UK small businesses defy economic uncertainty with 30,000 new jobs in Q1
Despite mounting cost pressures, shifting tariffs, and a turbulent economic outlook, UK small businesses are fueling a surprising surge in employment growth. The latest figures from the Intuit QuickBooks Small Business Index reveals that UK small businesses with 1–9 employees created 28,700 new jobs in the first quarter of 2025. This marks the second consecutive quarterly increase and suggests renewed momentum in small business hiring despite broader economic uncertainty.
The Intuit Small Business Index is based on actual payroll data from 26,000 UK small businesses, providing real-time data about their performance, rather than through a survey. The coverage of small businesses can be poor in small-scale surveys, or their statistics are revealed with a lag of months. The Intuit Small Business Index fills this gap by providing timely insights on small business activity in the US, Canada, and the UK, for policy makers, researchers, and industry.
Job growth across the board
All 13 sectors covered by the Index reported rising employment in Q1, with the wholesale and retail trade sector seeing the strongest growth—adding 5,200 jobs. This aligns with recent ONS retail sales figures, which showed sales volumes rising by 1.4% in January and a further 1% in February, reaching their highest levels since July 2022.
Other strong performing sectors included professional services and construction, reflecting modest gains in construction output (0.4% in January 2025) and steady demand for advisory services. Small business employment in the real estate sector is now higher than at any point since 2018, when the Index’s records began, with total employment now at 168,400.
Says Rob Burlison, director of International Corporate Affairs at Intuit, “We’re seeing the green shoots of small business confidence returning, particularly in retail and construction. Employment growth across every sector, and particularly in the East of England and London, reflects cautious optimism from business owners, even as they remain watchful of cost pressures and economic uncertainty.
East of England has the fastest-growing small business employment in the UK
At the regional level, the East of England led the country with a 1.04% rise in small business employment, adding 4,000 new jobs—the fastest regional growth rate in the UK. Across England as a whole, small businesses created 25,900 jobs. Small businesses across London and the South East added over 11,000 jobs, accounting for more than a third of national quarterly gains.

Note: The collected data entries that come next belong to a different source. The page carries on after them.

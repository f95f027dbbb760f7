//! Device handle and the per-device state this crate reads and caches.

use crate::error::RstError;
use crate::protocol::constants::DEFAULT_COMMAND_TIMEOUT_SECS;

/// Protocol family of the attached drive.
#[derive(Debug, Clone, Copy, PartialEq, Eq, Default)]
pub enum DriveType {
    Ata,
    Scsi,
    Nvme,
    #[default]
    Unknown,
}

/// Native OS SCSI address of the device.
#[derive(Debug, Clone, Copy, Default, PartialEq, Eq)]
pub struct ScsiAddress {
    pub port_number: u8,
    pub path_id: u8,
    pub target_id: u8,
    pub lun: u8,
}

/// Cached answer to "can this device take vendor firmware requests, and how".
#[derive(Debug, Clone, Copy, PartialEq, Eq)]
pub struct CapabilityRecord {
    pub supported: bool,
    pub max_transfer_size: u32,
    pub payload_alignment: u32,
}

/// RAID/CSMI port addressing discovered during enumeration.
#[derive(Debug, Clone, Default, PartialEq, Eq)]
pub struct RaidAddress {
    pub port_identifier: u8,
    /// Set when enumeration filled in `port_identifier`.
    pub info_valid: bool,
    /// Written once by the capability probe.
    pub firmware_support: Option<CapabilityRecord>,
}

/// Static description of an open device.
#[derive(Debug, Clone)]
pub struct DriveInfo {
    pub drive_type: DriveType,
    /// T10 vendor identification from INQUIRY.
    pub t10_vendor_ident: String,
    /// Device default timeout; 0 means none.
    pub default_timeout_secs: u32,
    /// Minimum DMA alignment for request buffers.
    pub minimum_alignment: usize,
    pub scsi_address: ScsiAddress,
}

impl Default for DriveInfo {
    fn default() -> Self {
        Self {
            drive_type: DriveType::Unknown,
            t10_vendor_ident: String::new(),
            default_timeout_secs: 0,
            minimum_alignment: 1,
            scsi_address: ScsiAddress::default(),
        }
    }
}

/// An open storage device reachable through the RST miniport.
///
/// A device without a transport stands in for a null/closed handle: every
/// operation on it fails with `BadParameter` before doing any work.
pub struct RstDevice<T> {
    transport: Option<T>,
    pub info: DriveInfo,
    pub raid: Option<RaidAddress>,
}

impl<T> RstDevice<T> {
    pub fn new(transport: T, info: DriveInfo) -> Self {
        Self {
            transport: Some(transport),
            info,
            raid: None,
        }
    }

    /// A device record with no open handle.
    pub fn detached(info: DriveInfo) -> Self {
        Self {
            transport: None,
            info,
            raid: None,
        }
    }

    pub fn with_raid_address(mut self, raid: RaidAddress) -> Self {
        self.raid = Some(raid);
        self
    }

    pub fn transport(&self) -> Result<&T, RstError> {
        self.transport
            .as_ref()
            .ok_or_else(|| RstError::bad_parameter("device handle is not open"))
    }

    pub fn is_open(&self) -> bool {
        self.transport.is_some()
    }

    /// Path id for request addressing: the RAID port when known, else the OS path.
    pub fn path_id(&self) -> u8 {
        match &self.raid {
            Some(raid) if raid.info_valid => raid.port_identifier,
            _ => self.info.scsi_address.path_id,
        }
    }

    /// Effective timeout for a request asking for `requested_secs`.
    pub fn resolve_timeout(&self, requested_secs: u32) -> u32 {
        resolve_timeout(self.info.default_timeout_secs, requested_secs)
    }

    pub fn capability(&self) -> Option<CapabilityRecord> {
        self.raid.as_ref().and_then(|r| r.firmware_support)
    }

    pub fn is_nvme(&self) -> bool {
        self.info.drive_type == DriveType::Nvme
    }
}

/// A longer device default wins; otherwise the request, or 15s when both are 0.
pub fn resolve_timeout(device_default_secs: u32, requested_secs: u32) -> u32 {
    if device_default_secs > 0 && device_default_secs > requested_secs {
        device_default_secs
    } else if requested_secs != 0 {
        requested_secs
    } else {
        DEFAULT_COMMAND_TIMEOUT_SECS
    }
}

While small business employment remains above pre-pandemic levels, it has trended downwards overall since Q2 2021, reflecting broader structural shifts in the labour market. Nonetheless, the return to growth across all sectors may signal a stabilising jobs outlook for the UK’s 5.5 million small businesses.
Reference and Methodology
*The Small Business Index is a collaboration between Intuit QuickBooks and an international team of economists led by Professor Ufuk Akcigit, the Arnold C. Harberger Professor of Economics at the University of Chicago. It uses administrative data from anonymized QuickBooks Payroll and QuickBooks Online accounting records (not survey data) in combination with official statistics from the U.S. Bureau of Labor Statistics, Statistics Canada, and the UK’s Office for National Statistics.
This ensures the Index reflects the general population of small businesses in each country, not the performance of QuickBooks customers or Intuit’s business. The total worldwide sample is 557,000 small businesses. For more information, see https://quickbooks.intuit.com/r/small-business-data/index/methodology/
UK national sample: 26,000 small businesses using QuickBooks Payroll (employment index).